Although he was not immediately familiar with Say’s proposed measure, Jongwook “Wookie” Kim, legal director for ACLU Hawaii, told the Star- Advertiser that city legislation — like Bill 49 — which attempts “to address issues associated with houselessness through criminal penalties and punishment” is unwarranted.
“We know that criminalizing poverty and homelessness does not keep our community safer, does not help houseless people get housing, it only makes their situation worse,” Kim said.
Meanwhile, Kim noted his organization’s legal challenge against the city’s treatment of the homeless — including homeless sweeps to remove them from various parts of town — continues.

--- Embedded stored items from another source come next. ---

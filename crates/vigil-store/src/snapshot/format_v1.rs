//! Snapshot document format, version 1
//!
//! ```json
//! {
//!   "format_version": 1,
//!   "ts": 1700000000,
//!   "refresh_interval": 900,
//!   "facilities": [
//!     { "name": "web", "desc": "Website", "hidden": 0, "status": 1 },
//!     { "name": "db", "instances": [ { "id": "db1", "port": 5432, "status": 0 } ] }
//!   ]
//! }
//! ```

use serde::Deserialize;
use vigil_core::errors::SnapshotError;
use vigil_core::model::{summarize_status, FacilityStatus, DEFAULT_REFRESH_INTERVAL_SECS};

/// The only format version this build reads
pub const SUPPORTED_FORMAT_VERSION: u64 = 1;

/// Status code: unknown
pub const CODE_UNKNOWN: i64 = -1;
/// Status code: not working
pub const CODE_FAIL: i64 = 0;
/// Status code: working
pub const CODE_GOOD: i64 = 1;
/// Status code: partially working
pub const CODE_INCOMPLETE: i64 = 2;
/// Status code: DNS misconfigured or compromised
pub const CODE_DNS_BAD: i64 = 3;

#[derive(Debug, Deserialize)]
pub struct DocumentV1 {
    #[serde(default)]
    pub ts: i64,
    #[serde(default = "default_refresh_interval")]
    pub refresh_interval: u64,
    pub facilities: Vec<FacilityV1>,
}

#[derive(Debug, Deserialize)]
pub struct FacilityV1 {
    pub name: String,
    #[serde(default)]
    pub desc: Option<String>,
    #[serde(default)]
    pub hidden: Option<Flag>,
    #[serde(default)]
    pub status: Option<i64>,
    #[serde(default)]
    pub instances: Option<Vec<InstanceV1>>,
    #[serde(default)]
    pub hostname: Option<String>,
    #[serde(default)]
    pub expected_ip: Option<String>,
    #[serde(default)]
    pub dns_ip: Option<String>,
}

#[derive(Debug, Deserialize)]
pub struct InstanceV1 {
    pub id: String,
    #[serde(default)]
    pub port: Option<u16>,
    #[serde(default = "default_status_code")]
    pub status: i64,
    #[serde(default)]
    pub detail: Option<String>,
}

/// Producers write flags as either booleans or 0/1 integers
#[derive(Debug, Clone, Copy, Deserialize)]
#[serde(untagged)]
pub enum Flag {
    Bool(bool),
    Int(i64),
}

impl Flag {
    pub fn is_set(flag: Option<Flag>) -> bool {
        match flag {
            Some(Flag::Bool(b)) => b,
            Some(Flag::Int(i)) => i != 0,
            None => false,
        }
    }
}

fn default_refresh_interval() -> u64 {
    DEFAULT_REFRESH_INTERVAL_SECS
}

fn default_status_code() -> i64 {
    CODE_UNKNOWN
}

/// Map a status code to a status and a DNS-issue flag
pub fn status_from_code(code: i64, context: &str) -> Result<(FacilityStatus, bool), SnapshotError> {
    match code {
        CODE_UNKNOWN => Ok((FacilityStatus::Unknown, false)),
        CODE_FAIL => Ok((FacilityStatus::Down, false)),
        CODE_GOOD => Ok((FacilityStatus::Up, false)),
        CODE_INCOMPLETE => Ok((FacilityStatus::Degraded, false)),
        CODE_DNS_BAD => Ok((FacilityStatus::Degraded, true)),
        other => Err(SnapshotError::InvalidStatusCode {
            code: other,
            context: context.to_string(),
        }),
    }
}

/// Facility status when the producer left it to be derived from instances.
///
/// Returns the status and whether any instance reported a DNS failure.
pub fn derive_from_instances(instances: &[(FacilityStatus, bool)]) -> (FacilityStatus, bool) {
    let dns = instances.iter().any(|(_, dns)| *dns);
    (summarize_status(instances.iter().map(|(s, _)| *s)), dns)
}

#[cfg(test)]
mod tests {
    use super::*;

    #[test]
    fn test_status_codes() {
        assert_eq!(status_from_code(-1, "x").unwrap(), (FacilityStatus::Unknown, false));
        assert_eq!(status_from_code(0, "x").unwrap(), (FacilityStatus::Down, false));
        assert_eq!(status_from_code(1, "x").unwrap(), (FacilityStatus::Up, false));
        assert_eq!(status_from_code(2, "x").unwrap(), (FacilityStatus::Degraded, false));
        assert_eq!(status_from_code(3, "x").unwrap(), (FacilityStatus::Degraded, true));
        assert!(matches!(
            status_from_code(7, "facility 'web'"),
            Err(SnapshotError::InvalidStatusCode { code: 7, .. })
        ));
    }

    #[test]
    fn test_derive_from_instances() {
        use FacilityStatus::*;
        assert_eq!(derive_from_instances(&[(Down, false), (Down, false)]), (Down, false));
        assert_eq!(derive_from_instances(&[(Up, false), (Down, false)]), (Degraded, false));
        assert_eq!(derive_from_instances(&[(Up, false), (Degraded, true)]), (Degraded, true));
        assert_eq!(derive_from_instances(&[(Up, false), (Up, false)]), (Up, false));
    }

    #[test]
    fn test_flag_accepts_bool_and_int() {
        let f: FacilityV1 = serde_json::from_str(r#"{"name":"a","hidden":1}"#).unwrap();
        assert!(Flag::is_set(f.hidden));
        let f: FacilityV1 = serde_json::from_str(r#"{"name":"a","hidden":false}"#).unwrap();
        assert!(!Flag::is_set(f.hidden));
        let f: FacilityV1 = serde_json::from_str(r#"{"name":"a"}"#).unwrap();
        assert!(!Flag::is_set(f.hidden));
    }
}
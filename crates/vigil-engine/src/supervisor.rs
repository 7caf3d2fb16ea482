//! Adapter supervision
//!
//! Each registered adapter runs in its own task: connect, serve until the
//! transport is lost, wait out the backoff, try again. The orchestrator
//! observes the state through a `watch` channel and hears about every
//! successful connection through an [`AdapterEvent`].

use std::sync::Arc;
use std::time::Instant;

use tokio::sync::{mpsc, watch};
use tokio::task::JoinHandle;
use vigil_core::errors::VgError;
use vigil_core::{log_op_end, log_op_error, log_op_start};

use crate::adapter::{AdapterState, ChannelAdapter};
use crate::backoff::Backoff;
use crate::commands::CommandDispatch;

const OP_CONNECT: &str = "adapter_connect";
const OP_SESSION: &str = "adapter_session";

#[derive(Debug, Clone, PartialEq, Eq)]
pub enum AdapterEvent {
    /// The adapter finished connection setup and is ready for deliveries
    Connected { adapter: String },
}

pub struct SupervisorHandle {
    pub state: watch::Receiver<AdapterState>,
    pub task: JoinHandle<()>,
}

/// Start the lifecycle task for `adapter`. It runs until `stop` turns true
/// (or its sender is dropped).
pub fn spawn_supervisor(
    adapter: Arc<dyn ChannelAdapter>,
    backoff: Backoff,
    commands: CommandDispatch,
    events: mpsc::Sender<AdapterEvent>,
    stop: watch::Receiver<bool>,
) -> SupervisorHandle {
    let (state_tx, state_rx) = watch::channel(AdapterState::Disconnected);
    let task = tokio::spawn(supervise(adapter, backoff, commands, events, stop, state_tx));
    SupervisorHandle {
        state: state_rx,
        task,
    }
}

async fn stopped(stop: &mut watch::Receiver<bool>) {
    while !*stop.borrow_and_update() {
        if stop.changed().await.is_err() {
            return;
        }
    }
}

fn set_state(state_tx: &watch::Sender<AdapterState>, name: &str, state: AdapterState) {
    let previous = state_tx.send_replace(state);
    if previous != state {
        tracing::debug!(
            adapter = name,
            from = previous.as_str(),
            to = state.as_str(),
            "Adapter state change"
        );
    }
}

async fn supervise(
    adapter: Arc<dyn ChannelAdapter>,
    mut backoff: Backoff,
    commands: CommandDispatch,
    events: mpsc::Sender<AdapterEvent>,
    mut stop: watch::Receiver<bool>,
    state_tx: watch::Sender<AdapterState>,
) {
    let name = adapter.name().to_string();

    loop {
        if *stop.borrow() {
            break;
        }

        set_state(&state_tx, &name, AdapterState::Connecting);
        let started = Instant::now();
        log_op_start!(OP_CONNECT, adapter = %name, kind = adapter.kind());

        let connected = tokio::select! {
            result = adapter.connect() => result,
            _ = stopped(&mut stop) => break,
        };

        match connected {
            Ok(()) => {
                log_op_end!(
                    OP_CONNECT,
                    duration_ms = started.elapsed().as_millis() as u64,
                    adapter = %name
                );
                backoff.reset();
                set_state(&state_tx, &name, AdapterState::Connected);
                if events
                    .send(AdapterEvent::Connected {
                        adapter: name.clone(),
                    })
                    .await
                    .is_err()
                {
                    tracing::debug!(adapter = %name, "Orchestrator gone, not announcing connection");
                }

                let session_started = Instant::now();
                let session = tokio::select! {
                    result = adapter.serve(commands.clone()) => result,
                    _ = stopped(&mut stop) => break,
                };
                set_state(&state_tx, &name, AdapterState::Disconnected);
                let duration_ms = session_started.elapsed().as_millis() as u64;
                match session {
                    Ok(()) => tracing::warn!(adapter = %name, duration_ms, "Adapter session ended"),
                    Err(err) => log_op_error!(
                        OP_SESSION,
                        VgError::from(err).with_adapter(&name),
                        duration_ms = duration_ms,
                        adapter = %name
                    ),
                }
                adapter.disconnect().await;
            }
            Err(err) => {
                set_state(&state_tx, &name, AdapterState::Disconnected);
                log_op_error!(
                    OP_CONNECT,
                    VgError::from(err).with_adapter(&name),
                    duration_ms = started.elapsed().as_millis() as u64,
                    adapter = %name
                );
                adapter.disconnect().await;
            }
        }

        let delay = backoff.next_delay();
        tracing::info!(
            adapter = %name,
            delay_ms = delay.as_millis() as u64,
            attempt = backoff.failures(),
            "Reconnecting after backoff"
        );
        tokio::select! {
            _ = tokio::time::sleep(delay) => {}
            _ = stopped(&mut stop) => break,
        }
    }

    set_state(&state_tx, &name, AdapterState::Stopping);
    adapter.disconnect().await;
    set_state(&state_tx, &name, AdapterState::Disconnected);
    tracing::info!(adapter = %name, "Adapter stopped");
}
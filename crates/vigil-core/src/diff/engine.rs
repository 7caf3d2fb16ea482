//! Change-set computation engine.
//!
//! The entry point is [`compute_change_set`]. It is pure: no I/O, no clock,
//! no logging.

use std::collections::{HashMap, HashSet};

use crate::diff::model::{ChangeSet, InstanceChange, StatusChange};
use crate::errors::VgError;
use crate::model::{Facility, Snapshot};

const OP: &str = "compute_change_set";

/// Compare `current` against an optional `previous` snapshot.
///
/// With no previous snapshot the result is a baseline: every current
/// facility is listed as added and nothing counts as a change.
///
/// # Errors
///
/// - `InvalidSnapshot` when either snapshot holds duplicate facility ids or
///   duplicate instance ids within a facility
pub fn compute_change_set(
    previous: Option<&Snapshot>,
    current: &Snapshot,
) -> Result<ChangeSet, VgError> {
    check_identity(current)?;
    if let Some(previous) = previous {
        check_identity(previous)?;
    }

    let dns_issues_active = current.dns_issues().map(str::to_string).collect();

    let Some(previous) = previous else {
        return Ok(ChangeSet {
            baseline: true,
            added: current.facilities().to_vec(),
            dns_issues_active,
            ..ChangeSet::default()
        });
    };

    let previous_by_id: HashMap<&str, &Facility> = previous
        .facilities()
        .iter()
        .map(|f| (f.id.as_str(), f))
        .collect();
    let current_ids: HashSet<&str> = current.facilities().iter().map(|f| f.id.as_str()).collect();

    let mut change_set = ChangeSet {
        dns_issues_active,
        ..ChangeSet::default()
    };

    for facility in current.facilities() {
        match previous_by_id.get(facility.id.as_str()) {
            None => change_set.added.push(facility.clone()),
            Some(old) => {
                if old.status != facility.status {
                    change_set.status_changed.push(StatusChange {
                        facility_id: facility.id.clone(),
                        old_status: old.status,
                        new_status: facility.status,
                    });
                }
                diff_instances(old, facility, &mut change_set.instance_changed);
            }
        }
    }

    for facility in previous.facilities() {
        if current_ids.contains(facility.id.as_str()) {
            continue;
        }
        change_set.removed.push(facility.id.clone());
        if facility.hidden {
            change_set.removed_hidden.push(facility.id.clone());
        }
    }

    Ok(change_set)
}

/// Current-order additions and status changes, then previous-order removals.
fn diff_instances(old: &Facility, new: &Facility, out: &mut Vec<InstanceChange>) {
    let old_by_id: HashMap<&str, _> = old.instances.iter().map(|i| (i.id.as_str(), i)).collect();

    for instance in &new.instances {
        match old_by_id.get(instance.id.as_str()) {
            None => out.push(InstanceChange {
                facility_id: new.id.clone(),
                instance_id: instance.id.clone(),
                old_status: None,
                new_status: Some(instance.status),
            }),
            Some(prev) if prev.status != instance.status => out.push(InstanceChange {
                facility_id: new.id.clone(),
                instance_id: instance.id.clone(),
                old_status: Some(prev.status),
                new_status: Some(instance.status),
            }),
            Some(_) => {}
        }
    }

    for prev in &old.instances {
        if new.instance(&prev.id).is_none() {
            out.push(InstanceChange {
                facility_id: new.id.clone(),
                instance_id: prev.id.clone(),
                old_status: Some(prev.status),
                new_status: None,
            });
        }
    }
}

fn check_identity(snapshot: &Snapshot) -> Result<(), VgError> {
    snapshot
        .validate_identity()
        .map_err(|e| VgError::from(e).with_op(OP))
}
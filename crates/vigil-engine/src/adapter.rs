//! Channel adapter contract
//!
//! Every messaging backend implements [`ChannelAdapter`]. The supervisor owns
//! the connection lifecycle (`connect` then `serve` until the transport is
//! lost, reconnect with backoff, `disconnect` on shutdown); the orchestrator
//! only ever calls `deliver`.
//!
//! ```text
//! Disconnected -> Connecting -> Connected -> Disconnected   (transport lost)
//!                                         -> Stopping -> Disconnected
//! ```

use std::sync::Arc;

use async_trait::async_trait;
use chrono::{DateTime, Utc};
use vigil_core::render::{build_report_view, render_plain_lines, RenderOptions, ReportView};
use vigil_core::{ChangeSet, RenderDecision, Snapshot};
use vigil_core_types::CycleId;

use crate::commands::CommandDispatch;
use crate::errors::AdapterError;

/// Connection state of one adapter
#[derive(Debug, Clone, Copy, PartialEq, Eq)]
pub enum AdapterState {
    Disconnected,
    Connecting,
    Connected,
    Stopping,
}

impl AdapterState {
    pub fn as_str(&self) -> &'static str {
        match self {
            AdapterState::Disconnected => "disconnected",
            AdapterState::Connecting => "connecting",
            AdapterState::Connected => "connected",
            AdapterState::Stopping => "stopping",
        }
    }
}

/// Everything an adapter needs to render and send one notification.
///
/// Snapshot and change set are shared read-only views; an adapter never
/// sees orchestrator state directly.
#[derive(Debug, Clone)]
pub struct Delivery {
    pub cycle_id: CycleId,
    pub decision: RenderDecision,
    pub change_set: Arc<ChangeSet>,
    pub snapshot: Arc<Snapshot>,
    pub destinations: Arc<[String]>,
    pub options: Arc<RenderOptions>,
    pub rendered_at: DateTime<Utc>,
}

impl Delivery {
    /// Structured report, or `None` for a suppress decision
    pub fn report_view(&self) -> Option<ReportView> {
        build_report_view(
            self.decision,
            &self.change_set,
            &self.snapshot,
            &self.options,
            self.rendered_at,
        )
    }

    /// Report as plain text lines; empty for a suppress decision
    pub fn plain_lines(&self) -> Vec<String> {
        self.report_view()
            .map(|view| render_plain_lines(&view))
            .unwrap_or_default()
    }
}

/// A short operational notice sent instead of a report, e.g. when the
/// status document could not be loaded
#[derive(Debug, Clone)]
pub struct Alert {
    pub cycle_id: CycleId,
    pub text: String,
    pub destinations: Arc<[String]>,
}

#[async_trait]
pub trait ChannelAdapter: Send + Sync {
    /// Unique registration name
    fn name(&self) -> &str;

    /// Backend kind, for logs
    fn kind(&self) -> &'static str;

    /// Establish the transport and run backend setup, strictly in order:
    /// authenticate, post-login commands, join delay, join destinations.
    async fn connect(&self) -> Result<(), AdapterError>;

    /// Drive a connected session until its transport is lost.
    ///
    /// Inbound admin commands go through `commands`. Backends without inbound
    /// traffic simply wait.
    async fn serve(&self, commands: CommandDispatch) -> Result<(), AdapterError>;

    /// Render `delivery` and send it to each of its destinations, once.
    async fn deliver(&self, delivery: &Delivery) -> Result<(), AdapterError>;

    /// Send `alert` to each of its destinations, once.
    async fn deliver_alert(&self, alert: &Alert) -> Result<(), AdapterError>;

    /// Release the transport. Safe to call when already disconnected.
    async fn disconnect(&self);
}
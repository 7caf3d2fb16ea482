//! `vigil check`

use std::path::PathBuf;

use clap::Args;
use vigil_core::errors::{VgError, VgErrorKind};
use vigil_store::snapshot::load_snapshot_file;
use vigil_store::Config;

#[derive(Debug, Args)]
pub struct CheckArgs {
    /// Path to the TOML configuration file
    #[arg(long)]
    pub config: PathBuf,
}

pub fn execute(args: CheckArgs) -> anyhow::Result<()> {
    let config = Config::load(&args.config)?;

    let enabled: Vec<String> = config
        .enabled_adapters()
        .map(|a| format!("{} ({}, {})", a.name, a.kind.as_str(), a.mode))
        .collect();
    println!("Config OK: {}", args.config.display());
    for line in &enabled {
        println!("  adapter {line}");
    }

    let snapshot = load_snapshot_file(&config.snapshot_path)?;
    let now = chrono::Utc::now();
    println!(
        "Snapshot OK: {} facilities, overall status {} (generated {})",
        snapshot.facilities().len(),
        snapshot.overall_status(config.status.include_hidden).caption(),
        snapshot.generated_at().format("%Y-%m-%d %H:%M:%S UTC")
    );
    if snapshot.is_outdated(now) {
        println!(
            "  outdated: a refresh was expected at {}",
            snapshot.next_refresh().format("%Y-%m-%d %H:%M:%S UTC")
        );
    }

    if enabled.is_empty() {
        return Err(VgError::new(VgErrorKind::NoUsableAdapters)
            .with_op("check")
            .with_message("every adapter is disabled")
            .into());
    }
    Ok(())
}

On Aug. 18, the ACLU filed a legal motion claiming use of such sweeps constitutes cruel or unusual punishment under Hawaii’s constitution and should therefore cease immediately via a court order. The motion for a preliminary injunction seeks immediate relief from irreparable harm the ACLU claims is caused by the city’s targeted enforcement actions against what the complaint calls “houseless” people, its preferred term.
Scheduled to be heard by the court on Oct. 4, the motion adds to a lawsuit ACLU filed in July challenging enforcement actions that it says also violates the rights of the homeless under the state’s constitution.
Filed in 1st Circuit Court on July 26, the ACLU’s lawsuit alleges that in the absence of sufficient shelter space, enforcement of “anti-houseless” laws — which include public sleeping bans, park closure rules, displacement laws, sit-lie bans and restrictions on keeping personal belongings and animals — criminalizes what the organization calls “acts of survival that houseless people have no choice but to perform in public spaces.”
The lawsuit itself asks for no monetary award.
The suit, filed by the ACLU and California-based civil rights law firm Goldstein, Borgen, Dardarian &Ho, names five homeless plaintiffs but is also aimed at protecting Oahu’s more than 2,300 estimated unsheltered homeless.
Kim also noted the ACLU’s lawsuit followed publication July 24 of a Star-Advertiser report detailing how the city tripled its workforce that clears homeless encampments across Oahu day and night, Monday through Friday, with some cleanups on weekends.
At the Oct. 4 court hearing, Kim said plaintiffs in the ACLU lawsuit will testify before a judge to their “lived reality” as homeless, living unsheltered day to day on Oahu. The city, he added, is expected to counter with its own testimony to the same judge over its handling of the island’s homeless population.
“And this idea that every single person who’s homeless is a drug addict, is a hardened criminal, is stealing shopping carts for fun, we hope that this will be an opportunity for people to see that not every houseless person is like that,” Kim said.
Star-Advertiser staff writer Dan Nakaso contributed to this report.